Imaging the Developmental Layers of T Cells in the Lymph Node
Principal Investigator: Brian Rudd
DESCRIPTION (provided by applicant):
One of the most enduring mysteries in immunology is why some naïve T cells become effectors and die after infection, whereas others survive and become memory cells. The current dogma suggests that a single lineage of naïve T cells can give rise to either effector or memory T cells, depending upon cues (inflammation, antigen) they encounter in the priming environment during infection. However, we recently discovered that the propensity to adopt particular fates during infection is actually determined prior to infection and linked to when T cells were initially created in the host. We made this discovery using our innovative fate mapping system, which ‘timestamps’ T cells produced at various stages of life. We found that T cells made near birth are rapidly recruited into the response and become short-lived effectors, whereas those made later in life respond more slowly and preferentially become memory T cells. An important and unanswered question is why fetal-derived T cells are the first to respond to infection in adult animals. The goal of this pilot project is to combine the immunological models in the Rudd lab, the imaging experience in the Fowell lab, and the technological tools in the Xu lab to understand how the ontogeny of T cells is linked to their location and dynamics in the lymph nodes during infection.
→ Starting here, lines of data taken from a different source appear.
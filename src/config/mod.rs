//! Pipeline configuration management for `pipewright.toml`.
//!
//! # Module Structure
//!
//! ```text
//! config/
//! ├── assets     # [image], [script]
//! ├── error      # ConfigError, ConfigDiagnostics
//! ├── public     # [public], [public.obfuscate]
//! ├── section    # preset, [[sections]]
//! ├── serve      # [serve], [serve.ghost]
//! └── mod.rs     # PipelineConfig (this file)
//! ```
//!
//! # Sections
//!
//! | Section              | Purpose                                       |
//! |----------------------|-----------------------------------------------|
//! | `preset`             | Built-in section layout (`sections`/`single`) |
//! | `[serve]`            | Dev server (interface, port, ghost mode)      |
//! | `[image]`            | Compression quality and thumbnail box         |
//! | `[script]`           | Minifier options                              |
//! | `[public]`           | Public copy and obfuscation manifest          |
//! | `[[sections]]`       | Explicit sections, replacing the preset       |
//!
//! The file is optional. Without one, the built-in preset is used with the
//! current directory as the project root.

mod assets;
mod error;
mod public;
mod section;
mod serve;

pub use assets::{ImageConfig, ScriptConfig};
pub use error::{ConfigDiagnostic, ConfigDiagnostics, ConfigError};
pub use public::{ObfuscateConfig, PublicConfig};
pub use section::{Preset, SectionConfig};
pub use serve::{GhostMode, ServeConfig};

use crate::{
    cli::{Cli, Commands},
    core::Mode,
    debug,
};
use anyhow::{Context, Result};
use rustc_hash::FxHashSet;
use serde::{Deserialize, Serialize};
use std::{
    fs,
    path::{Path, PathBuf},
};

// ============================================================================
// root configuration
// ============================================================================

/// Root configuration structure representing pipewright.toml
#[derive(Debug, Clone, Serialize, Deserialize)]
#[serde(default, deny_unknown_fields)]
pub struct PipelineConfig {
    /// Absolute path to the config file, if one was found (internal use only)
    #[serde(skip)]
    pub config_path: Option<PathBuf>,

    /// Project root directory (internal use only)
    #[serde(skip)]
    pub root: PathBuf,

    pub preset: Preset,

    /// Source tree, relative to root
    pub source: PathBuf,

    /// Build tree, relative to root
    pub output: PathBuf,

    pub serve: ServeConfig,
    pub image: ImageConfig,
    pub script: ScriptConfig,
    pub public: PublicConfig,

    /// Explicit sections; empty means "use the preset"
    pub sections: Vec<SectionConfig>,
}

impl Default for PipelineConfig {
    fn default() -> Self {
        Self {
            config_path: None,
            root: PathBuf::new(),
            preset: Preset::default(),
            source: "src".into(),
            output: "build".into(),
            serve: ServeConfig::default(),
            image: ImageConfig::default(),
            script: ScriptConfig::default(),
            public: PublicConfig::default(),
            sections: Vec::new(),
        }
    }
}

impl PipelineConfig {
    /// Load configuration for the given CLI invocation.
    ///
    /// Searches upward from cwd for the config file. The project root is the
    /// config file's parent directory, or cwd when no file exists.
    pub fn load(cli: &Cli) -> Result<Self> {
        let cwd = std::env::current_dir().context("Failed to get current working directory")?;

        let mut config = match find_config_file(&cwd, &cli.config) {
            Some(path) => {
                debug!("config"; "using {}", path.display());
                let mut config = Self::from_path(&path)?;
                config.root = path.parent().map(Path::to_path_buf).unwrap_or(cwd);
                config.config_path = Some(path);
                config
            }
            None => {
                debug!("config"; "no {} found, using preset", cli.config.display());
                Self {
                    root: cwd,
                    ..Self::default()
                }
            }
        };

        config.apply_command_options(cli);
        config.validate()?;
        Ok(config)
    }

    /// Parse configuration from TOML string
    pub fn from_str(content: &str) -> Result<Self, ConfigError> {
        Ok(toml::from_str(content)?)
    }

    fn from_path(path: &Path) -> Result<Self, ConfigError> {
        let content =
            fs::read_to_string(path).map_err(|err| ConfigError::Io(path.to_path_buf(), err))?;
        Self::from_str(&content)
    }

    /// Apply command-specific overrides.
    fn apply_command_options(&mut self, cli: &Cli) {
        if let Commands::Dev { interface, port } = &cli.command {
            Self::update_option(&mut self.serve.interface, interface.as_ref());
            Self::update_option(&mut self.serve.port, port.as_ref());
        }
    }

    fn update_option<T: Clone>(config_option: &mut T, cli_option: Option<&T>) {
        if let Some(option) = cli_option {
            *config_option = option.clone();
        }
    }

    /// Validate every section, collecting all errors before failing.
    pub fn validate(&self) -> Result<(), ConfigError> {
        let mut diag = ConfigDiagnostics::new();

        if self.source == self.output {
            diag.error_with_hint(
                "output",
                "output directory equals the source directory",
                "build output would overwrite sources",
            );
        }
        if self.public.output.starts_with(&self.output) || self.output.starts_with(&self.public.output) {
            diag.error("public.output", "public tree must not overlap the build tree");
        }

        self.serve.validate(&mut diag);
        self.image.validate(&mut diag);
        self.public.validate(&mut diag);

        let mut names = FxHashSet::default();
        let sections = self.effective_sections();
        for (i, section) in sections.iter().enumerate() {
            section.validate(i, &mut diag);
            if !names.insert(section.name.as_str()) {
                diag.error(
                    format!("sections[{i}].name"),
                    format!("section `{}` is declared twice", section.name),
                );
            }
        }
        if sections.len() > 1 && names.contains("") {
            diag.error_with_hint(
                "sections",
                "the unnamed section cannot be combined with named sections",
                "give every section a name",
            );
        }

        diag.into_result()
    }

    // ========================================================================
    // effective values
    // ========================================================================

    /// Sections in declared order: `[[sections]]` when present, else the preset's.
    pub fn effective_sections(&self) -> Vec<SectionConfig> {
        if self.sections.is_empty() {
            self.preset.sections()
        } else {
            self.sections.clone()
        }
    }

    /// `[public] files` when set, else the preset's manifest for `mode`.
    pub fn effective_public_files(&self, mode: Mode) -> Vec<String> {
        self.public
            .files
            .clone()
            .unwrap_or_else(|| self.preset.public_files(mode))
    }

    pub fn start_path(&self) -> &str {
        self.serve
            .start_path
            .as_deref()
            .unwrap_or_else(|| self.preset.start_path())
    }

    // ========================================================================
    // paths
    // ========================================================================

    pub fn root_join(&self, path: impl AsRef<Path>) -> PathBuf {
        self.root.join(path)
    }

    pub fn output_dir(&self) -> PathBuf {
        self.root_join(&self.output)
    }

    pub fn public_dir(&self) -> PathBuf {
        self.root_join(&self.public.output)
    }

    /// Path relative to the project root, for display.
    pub fn root_relative(&self, path: impl AsRef<Path>) -> PathBuf {
        path.as_ref()
            .strip_prefix(&self.root)
            .map(Path::to_path_buf)
            .unwrap_or_else(|_| path.as_ref().to_path_buf())
    }
}

/// Find config file by searching upward from `start`.
///
/// ```text
/// /home/user/site/src/item/    ← cwd
/// /home/user/site/pipewright.toml ← found
/// ```
fn find_config_file(start: &Path, config_name: &Path) -> Option<PathBuf> {
    if config_name.is_absolute() {
        return config_name.exists().then(|| config_name.to_path_buf());
    }

    let mut current = start;
    loop {
        let candidate = current.join(config_name);
        if candidate.is_file() {
            return Some(candidate);
        }
        current = current.parent()?;
    }
}

/// Parse a config snippet in tests, panicking on error.
#[cfg(test)]
pub fn test_parse_config(content: &str) -> PipelineConfig {
    PipelineConfig::from_str(content).expect("test config should parse")
}

#[cfg(test)]
mod tests {
    use super::*;
    use std::fs;
    use tempfile::TempDir;

    #[test]
    fn test_find_config_file_upward() {
        let dir = TempDir::new().unwrap();
        let nested = dir.path().join("src/item/js");
        fs::create_dir_all(&nested).unwrap();
        fs::write(dir.path().join("pipewright.toml"), "").unwrap();

        let found = find_config_file(&nested, Path::new("pipewright.toml")).unwrap();
        assert_eq!(found, dir.path().join("pipewright.toml"));
    }

    #[test]
    fn test_find_config_file_missing() {
        let dir = TempDir::new().unwrap();
        assert!(find_config_file(dir.path(), Path::new("no-such-pipewright.toml")).is_none());
    }

    #[test]
    fn test_default_paths() {
        let config = PipelineConfig {
            root: PathBuf::from("/site"),
            ..PipelineConfig::default()
        };
        assert_eq!(config.output_dir(), PathBuf::from("/site/build"));
        assert_eq!(config.public_dir(), PathBuf::from("/site/build-public"));
        assert_eq!(
            config.root_relative("/site/build/item/css/main.css"),
            PathBuf::from("build/item/css/main.css")
        );
        assert_eq!(config.start_path(), "/item/index.html");
    }

    #[test]
    fn test_validate_default_is_ok() {
        assert!(PipelineConfig::default().validate().is_ok());
    }

    #[test]
    fn test_validate_collects_every_error() {
        let config = test_parse_config(
            r#"
output = "src"

[serve]
port = 0

[[sections]]
name = "docs"
kinds = ["style"]

[[sections]]
name = "docs"
kinds = ["script"]
"#,
        );
        let Err(ConfigError::Diagnostics(diag)) = config.validate() else {
            panic!("expected diagnostics");
        };
        let fields: Vec<_> = diag.errors().iter().map(|e| e.field.as_str()).collect();
        assert!(fields.contains(&"output"));
        assert!(fields.contains(&"serve.port"));
        assert!(fields.contains(&"sections[1].name"));
    }

    #[test]
    fn test_nested_public_tree_rejected() {
        let config = test_parse_config("[public]\noutput = \"build/public\"");
        let Err(ConfigError::Diagnostics(diag)) = config.validate() else {
            panic!("expected diagnostics");
        };
        assert_eq!(diag.errors()[0].field, "public.output");
    }

    #[test]
    fn test_unnamed_section_must_be_alone() {
        let config = test_parse_config(
            "[[sections]]\nkinds = [\"style\"]\n[[sections]]\nname = \"item\"\nkinds = [\"style\"]",
        );
        assert!(config.validate().is_err());
    }

    #[test]
    fn test_unknown_top_level_field() {
        assert!(PipelineConfig::from_str("theme = \"dark\"").is_err());
    }
}
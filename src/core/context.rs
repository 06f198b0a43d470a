//! Startup-resolved state shared by every chain.

use std::path::Path;

use super::Mode;
use crate::config::{ConfigError, PipelineConfig};
use crate::registry::Registry;

/// Everything a chain needs, built once and never mutated.
///
/// Shared through `Arc` in watch mode; borrowed in one-shot graphs.
#[derive(Debug)]
pub struct PipelineContext {
    pub config: PipelineConfig,
    pub registry: Registry,
    pub mode: Mode,
}

impl PipelineContext {
    /// Compile the registry and freeze the mode.
    pub fn new(config: PipelineConfig, mode: Mode) -> Result<Self, ConfigError> {
        let registry = Registry::from_config(&config)?;
        Ok(Self {
            config,
            registry,
            mode,
        })
    }

    pub fn root(&self) -> &Path {
        &self.config.root
    }
}
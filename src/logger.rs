//! Logging utilities with colored output.
//!
//! This module provides:
//! - `log!` macro for formatted terminal output with colored prefixes
//! - `debug!` macro gated by `--verbose`
//! - `WatchStatus` for watch mode status messages
//!
//! # Example
//!
//! ```ignore
//! log!("build"; "wrote {} files", count);
//! debug!("watch"; "event: {}", path.display());
//! ```

use crossterm::{
    cursor, execute,
    terminal::{Clear, ClearType},
};
use owo_colors::OwoColorize;
use parking_lot::Mutex;
use std::{
    io::{Write, stdout},
    sync::LazyLock,
    sync::atomic::{AtomicBool, Ordering},
};

/// Global verbose flag (set by --verbose CLI argument)
static VERBOSE: AtomicBool = AtomicBool::new(false);

/// Set verbose mode globally
pub fn set_verbose(v: bool) {
    VERBOSE.store(v, Ordering::SeqCst);
}

/// Check if verbose mode is enabled
pub fn is_verbose() -> bool {
    VERBOSE.load(Ordering::SeqCst)
}

// ============================================================================
// Log Macro
// ============================================================================

/// Log a message with a colored module prefix
///
/// # Usage
/// ```ignore
/// log!("module"; "message with {} formatting", args);
/// ```
#[macro_export]
macro_rules! log {
    ($module:expr; $($arg:tt)*) => {{
        $crate::logger::log($module, &format!($($arg)*))
    }};
}

/// Log a debug message (only shown when --verbose is enabled)
///
/// # Usage
/// ```ignore
/// debug!("module"; "debug info: {}", value);
/// ```
#[macro_export]
macro_rules! debug {
    ($module:expr; $($arg:tt)*) => {{
        if $crate::logger::is_verbose() {
            $crate::logger::log($module, &format!($($arg)*))
        }
    }};
}

// ============================================================================
// Helper Functions
// ============================================================================

/// Log a message with a colored module prefix
#[inline]
pub fn log(module: &str, message: &str) {
    let module_lower = module.to_ascii_lowercase();
    let prefix = colorize_prefix(module, &module_lower);

    let mut stdout = stdout().lock();
    execute!(stdout, Clear(ClearType::UntilNewLine)).ok();
    writeln!(stdout, "{prefix} {message}").ok();
    stdout.flush().ok();
}

/// Apply color to a module prefix based on module type
#[inline]
fn colorize_prefix(module: &str, module_lower: &str) -> String {
    let prefix = format!("[{module}]");
    match module_lower {
        "serve" | "ws" => prefix.bright_blue().bold().to_string(),
        "watch" => prefix.bright_green().bold().to_string(),
        "public" | "obfuscate" => prefix.bright_magenta().bold().to_string(),
        "error" => prefix.bright_red().bold().to_string(),
        _ => prefix.bright_yellow().bold().to_string(),
    }
}

// ============================================================================
// Watch Status (single-line status with overwrite)
// ============================================================================

/// Current UTC time formatted as HH:MM:SS
fn now() -> String {
    use std::time::SystemTime;
    let secs = SystemTime::now()
        .duration_since(SystemTime::UNIX_EPOCH)
        .map(|d| d.as_secs())
        .unwrap_or(0);
    let hours = (secs / 3600) % 24;
    let minutes = (secs / 60) % 60;
    let seconds = secs % 60;
    format!("{hours:02}:{minutes:02}:{seconds:02}")
}

/// Single-line status display for watch mode
///
/// Displays status messages that overwrite the previous output,
/// keeping the terminal clean while chains re-run.
pub struct WatchStatus {
    /// Lines of previous output to clear
    last_lines: usize,
}

/// Global watch status shared by every chain worker, so the most recent
/// result replaces the previous block instead of piling up.
static WATCH_STATUS: LazyLock<Mutex<WatchStatus>> =
    LazyLock::new(|| Mutex::new(WatchStatus::new()));

impl WatchStatus {
    /// Create a new watch status display.
    pub const fn new() -> Self {
        Self { last_lines: 0 }
    }

    /// Display success message (✓ prefix, green).
    pub fn success(&mut self, message: &str) {
        self.display(format!("{}", "✓".green()), message);
    }

    /// Display unchanged message (dimmed, no symbol).
    pub fn unchanged(&mut self, message: &str) {
        self.display(String::new(), &format!("{}", message.dimmed()));
    }

    /// Display error message (✗ prefix, red) with optional detail.
    pub fn error(&mut self, summary: &str, detail: &str) {
        let message = if detail.is_empty() {
            summary.to_string()
        } else {
            format!("{summary}\n{detail}")
        };
        self.display(format!("{}", "✗".red()), &message);
    }

    fn display(&mut self, symbol: String, message: &str) {
        let mut stdout = stdout().lock();

        if self.last_lines > 0 {
            #[allow(clippy::cast_possible_truncation)]
            let lines = self.last_lines as u16;
            execute!(stdout, cursor::MoveUp(lines)).ok();
            execute!(stdout, Clear(ClearType::FromCursorDown)).ok();
        }

        let timestamp = format!("[{}]", now()).dimmed().to_string();
        let line = if symbol.is_empty() {
            format!("{timestamp} {message}")
        } else {
            format!("{timestamp} {symbol} {message}")
        };

        writeln!(stdout, "{line}").ok();
        stdout.flush().ok();

        self.last_lines = line_count(message);
    }
}

/// Number of terminal lines a status message occupies.
fn line_count(message: &str) -> usize {
    message.matches('\n').count() + 1
}

/// Global watch status: success
pub fn status_success(message: &str) {
    WATCH_STATUS.lock().success(message);
}

/// Global watch status: unchanged
pub fn status_unchanged(message: &str) {
    WATCH_STATUS.lock().unchanged(message);
}

/// Global watch status: error
pub fn status_error(summary: &str, detail: &str) {
    WATCH_STATUS.lock().error(summary, detail);
}

// ============================================================================
// Tests
// ============================================================================

#[cfg(test)]
mod tests {
    use super::*;

    #[test]
    fn test_watch_status_new() {
        let status = WatchStatus::new();
        assert_eq!(status.last_lines, 0);
    }

    #[test]
    fn test_line_count_single() {
        assert_eq!(line_count("item:script wrote 2 files"), 1);
    }

    #[test]
    fn test_line_count_error_with_detail() {
        let message = format!(
            "{}\n{}",
            "item:style failed", "src/item/scss/main.scss:4:3\nexpected \";\"."
        );
        assert_eq!(line_count(&message), 3);
    }

    #[test]
    fn test_now_format() {
        let time = now();
        assert_eq!(time.len(), 8);
        assert_eq!(time.matches(':').count(), 2);
    }

    #[test]
    fn test_verbose_toggle() {
        set_verbose(true);
        assert!(is_verbose());
        set_verbose(false);
        assert!(!is_verbose());
    }
}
Our hypothesis is that fetal-derived cells are the first to respond to infection in adulthood either (a) because they are optimally positioned in the lymph node prior to infection, or (b) because they are better at ‘hunting’ antigen-presenting cells in the lymph node during early stages of infection. To differentiate between these possibilities, we will use high-resolution three-photon (3P) microscopy to map out the developmental layers of CD8+ T cells in the lymph node during infection. These studies will add an entirely new dimension (development) and cutting-edge technology (3P microscopy) to Dr. Fowell’s project, which seeks to understand how T cell microanatomical location impacts function.